Dataset below:

//! Image intake and encoding.
//!
//! Uploaded screenshots are validated once on intake and then treated as
//! immutable. Provider requests always embed them as an `image/jpeg` data
//! URI, whatever the real subtype is; both providers accept PNG bytes under
//! that label.

use crate::config::LimitsConfig;
use crate::error::ImageError;
use base64::Engine;
use serde::Serialize;
use std::path::{Path, PathBuf};
use std::sync::Arc;
use walkdir::WalkDir;

/// MIME type used in every provider request.
pub const REQUEST_MEDIA_TYPE: &str = "image/jpeg";

/// Encode bytes as standard padded base64.
pub fn encode_base64(bytes: &[u8]) -> String {
    base64::engine::general_purpose::STANDARD.encode(bytes)
}

/// Build the data URI sent to providers.
pub fn data_uri(bytes: &[u8]) -> String {
    format!("data:{REQUEST_MEDIA_TYPE};base64,{}", encode_base64(bytes))
}

/// One uploaded screenshot.
///
/// Cloning is cheap: the payload is shared.
#[derive(Debug, Clone, Serialize)]
pub struct UploadedImage {
    /// Original file name
    pub name: String,
    /// Content type as detected from the payload ("image/jpeg" or "image/png")
    pub content_type: String,
    #[serde(skip)]
    bytes: Arc<[u8]>,
}

impl UploadedImage {
    /// Accept an uploaded payload after validating it against `limits`.
    ///
    /// The declared content type from the browser is not trusted; the type is
    /// taken from the payload's magic bytes.
    pub fn from_upload(
        name: impl Into<String>,
        bytes: Vec<u8>,
        limits: &LimitsConfig,
    ) -> Result<Self, ImageError> {
        let name = name.into();
        if bytes.is_empty() {
            return Err(ImageError::Empty { name });
        }

        let max_bytes = limits.max_file_size_mb.saturating_mul(1024 * 1024);
        if bytes.len() as u64 > max_bytes {
            return Err(ImageError::TooLarge {
                name,
                size_mb: bytes.len() as u64 / (1024 * 1024),
                max_mb: limits.max_file_size_mb,
            });
        }

        let content_type = match sniff_content_type(&bytes) {
            Some(ct) => ct.to_string(),
            None => return Err(ImageError::UnsupportedFormat { name }),
        };

        Ok(Self {
            name,
            content_type,
            bytes: Arc::from(bytes),
        })
    }

    /// Read and validate an image from disk.
    pub fn from_path(path: &Path, limits: &LimitsConfig) -> Result<Self, ImageError> {
        let name = path
            .file_name()
            .map(|n| n.to_string_lossy().into_owned())
            .unwrap_or_else(|| path.display().to_string());

        let bytes = std::fs::read(path).map_err(|source| ImageError::Read {
            name: name.clone(),
            source,
        })?;
        Self::from_upload(name, bytes, limits)
    }

    /// Raw image bytes.
    pub fn bytes(&self) -> &[u8] {
        &self.bytes
    }

    /// Size of the payload in bytes.
    pub fn len(&self) -> usize {
        self.bytes.len()
    }

    pub fn is_empty(&self) -> bool {
        self.bytes.is_empty()
    }

    /// Data URI for provider requests (always `image/jpeg`).
    pub fn data_uri(&self) -> String {
        data_uri(&self.bytes)
    }

    /// Data URI with the real content type, for displaying the image.
    pub fn display_uri(&self) -> String {
        format!(
            "data:{};base64,{}",
            self.content_type,
            encode_base64(&self.bytes)
        )
    }
}

/// Detect JPEG or PNG from the leading bytes.
pub fn sniff_content_type(bytes: &[u8]) -> Option<&'static str> {
    if bytes.len() >= 3 && bytes[..3] == [0xFF, 0xD8, 0xFF] {
        Some("image/jpeg")
    } else if bytes.len() >= 8 && bytes[..8] == [0x89, b'P', b'N', b'G', 0x0D, 0x0A, 0x1A, 0x0A] {
        Some("image/png")
    } else {
        None
    }
}

/// Find supported images at a path.
///
/// A file is returned if its extension is supported. A directory is walked
/// recursively and the result is sorted by path, so batch order is stable.
pub fn discover(path: &Path, supported_formats: &[String]) -> Vec<PathBuf> {
    if path.is_file() {
        if is_supported(path, supported_formats) {
            return vec![path.to_path_buf()];
        }
        return vec![];
    }

    let mut files: Vec<PathBuf> = WalkDir::new(path)
        .follow_links(true)
        .into_iter()
        .filter_map(|e| e.ok())
        .filter(|e| e.path().is_file() && is_supported(e.path(), supported_formats))
        .map(|e| e.path().to_path_buf())
        .collect();

    files.sort();
    files
}

fn is_supported(path: &Path, supported_formats: &[String]) -> bool {
    path.extension()
        .and_then(|ext| ext.to_str())
        .map(|ext| {
            supported_formats
                .iter()
                .any(|fmt| fmt.eq_ignore_ascii_case(ext))
        })
        .unwrap_or(false)
}


#[cfg(test)]
mod tests {
    use super::fixtures::*;
    use super::*;

    #[test]
    fn test_data_uri_prefix_is_always_jpeg() {
        let png = UploadedImage::from_upload("a.png", png_bytes(), &LimitsConfig::default())
            .unwrap();
        assert_eq!(png.content_type, "image/png");
        assert!(png.data_uri().starts_with("data:image/jpeg;base64,"));
        assert!(png.display_uri().starts_with("data:image/png;base64,"));
    }

    #[test]
    fn test_encoding_is_deterministic() {
        let bytes = jpeg_bytes(7);
        assert_eq!(encode_base64(&bytes), encode_base64(&bytes));
        assert_eq!(data_uri(&bytes), data_uri(&bytes));
    }

    #[test]
    fn test_encode_known_value() {
        assert_eq!(encode_base64(b"chat"), "Y2hhdA==");
        assert_eq!(data_uri(b"chat"), "data:image/jpeg;base64,Y2hhdA==");
    }

    #[test]
    fn test_rejects_empty_upload() {
        let err = UploadedImage::from_upload("e.jpg", vec![], &LimitsConfig::default())
            .unwrap_err();
        assert!(matches!(err, ImageError::Empty { .. }));
    }

    #[test]
    fn test_rejects_oversized_upload() {
        let limits = LimitsConfig {
            max_file_size_mb: 1,
            ..LimitsConfig::default()
        };
        let mut bytes = jpeg_bytes(0);
        bytes.resize(2 * 1024 * 1024, 0);
        let err = UploadedImage::from_upload("big.jpg", bytes, &limits).unwrap_err();
        assert!(err.to_string().contains("too large"));
    }

    #[test]
    fn test_huge_size_limit_does_not_overflow() {
        let limits = LimitsConfig {
            max_file_size_mb: u64::MAX,
            ..LimitsConfig::default()
        };
        let image = UploadedImage::from_upload("a.jpg", jpeg_bytes(1), &limits).unwrap();
        assert_eq!(image.content_type, "image/jpeg");
    }

    #[test]
    fn test_rejects_non_image_payload() {
        let err = UploadedImage::from_upload("notes.jpg", b"hello".to_vec(), &LimitsConfig::default())
            .unwrap_err();
        assert!(matches!(err, ImageError::UnsupportedFormat { .. }));
    }

    #[test]
    fn test_from_path_reads_file() {
        let dir = tempfile::tempdir().unwrap();
        let path = dir.path().join("shot.jpg");
        std::fs::write(&path, jpeg_bytes(3)).unwrap();

        let image = UploadedImage::from_path(&path, &LimitsConfig::default()).unwrap();
        assert_eq!(image.name, "shot.jpg");
        assert_eq!(image.bytes(), jpeg_bytes(3).as_slice());
    }

    #[test]
    fn test_from_path_missing_file() {
        let err = UploadedImage::from_path(Path::new("/nonexistent/x.jpg"), &LimitsConfig::default())
            .unwrap_err();
        assert!(matches!(err, ImageError::Read { .. }));
    }

    #[test]
    fn test_discover_sorts_and_filters() {
        let dir = tempfile::tempdir().unwrap();
        std::fs::create_dir(dir.path().join("nested")).unwrap();
        std::fs::write(dir.path().join("b.PNG"), png_bytes()).unwrap();
        std::fs::write(dir.path().join("a.jpg"), jpeg_bytes(1)).unwrap();
        std::fs::write(dir.path().join("nested/c.jpeg"), jpeg_bytes(2)).unwrap();
        std::fs::write(dir.path().join("readme.txt"), b"x").unwrap();

        let formats = LimitsConfig::default().supported_formats;
        let found = discover(dir.path(), &formats);
        let names: Vec<_> = found
            .iter()
            .map(|p| p.strip_prefix(dir.path()).unwrap().to_path_buf())
            .collect();
        assert_eq!(
            names,
            vec![
                PathBuf::from("a.jpg"),
                PathBuf::from("b.PNG"),
                PathBuf::from("nested/c.jpeg"),
            ]
        );
    }

    #[test]
    fn test_discover_single_unsupported_file() {
        let dir = tempfile::tempdir().unwrap();
        let path = dir.path().join("doc.pdf");
        std::fs::write(&path, b"%PDF").unwrap();
        assert!(discover(&path, &LimitsConfig::default().supported_formats).is_empty());
    }
}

End of Dataset.

▶ [Instructions to follow]
Determine how many lines of the entries contain the string "bool", and reply with nothing but the number.

▶ [Completed task]
2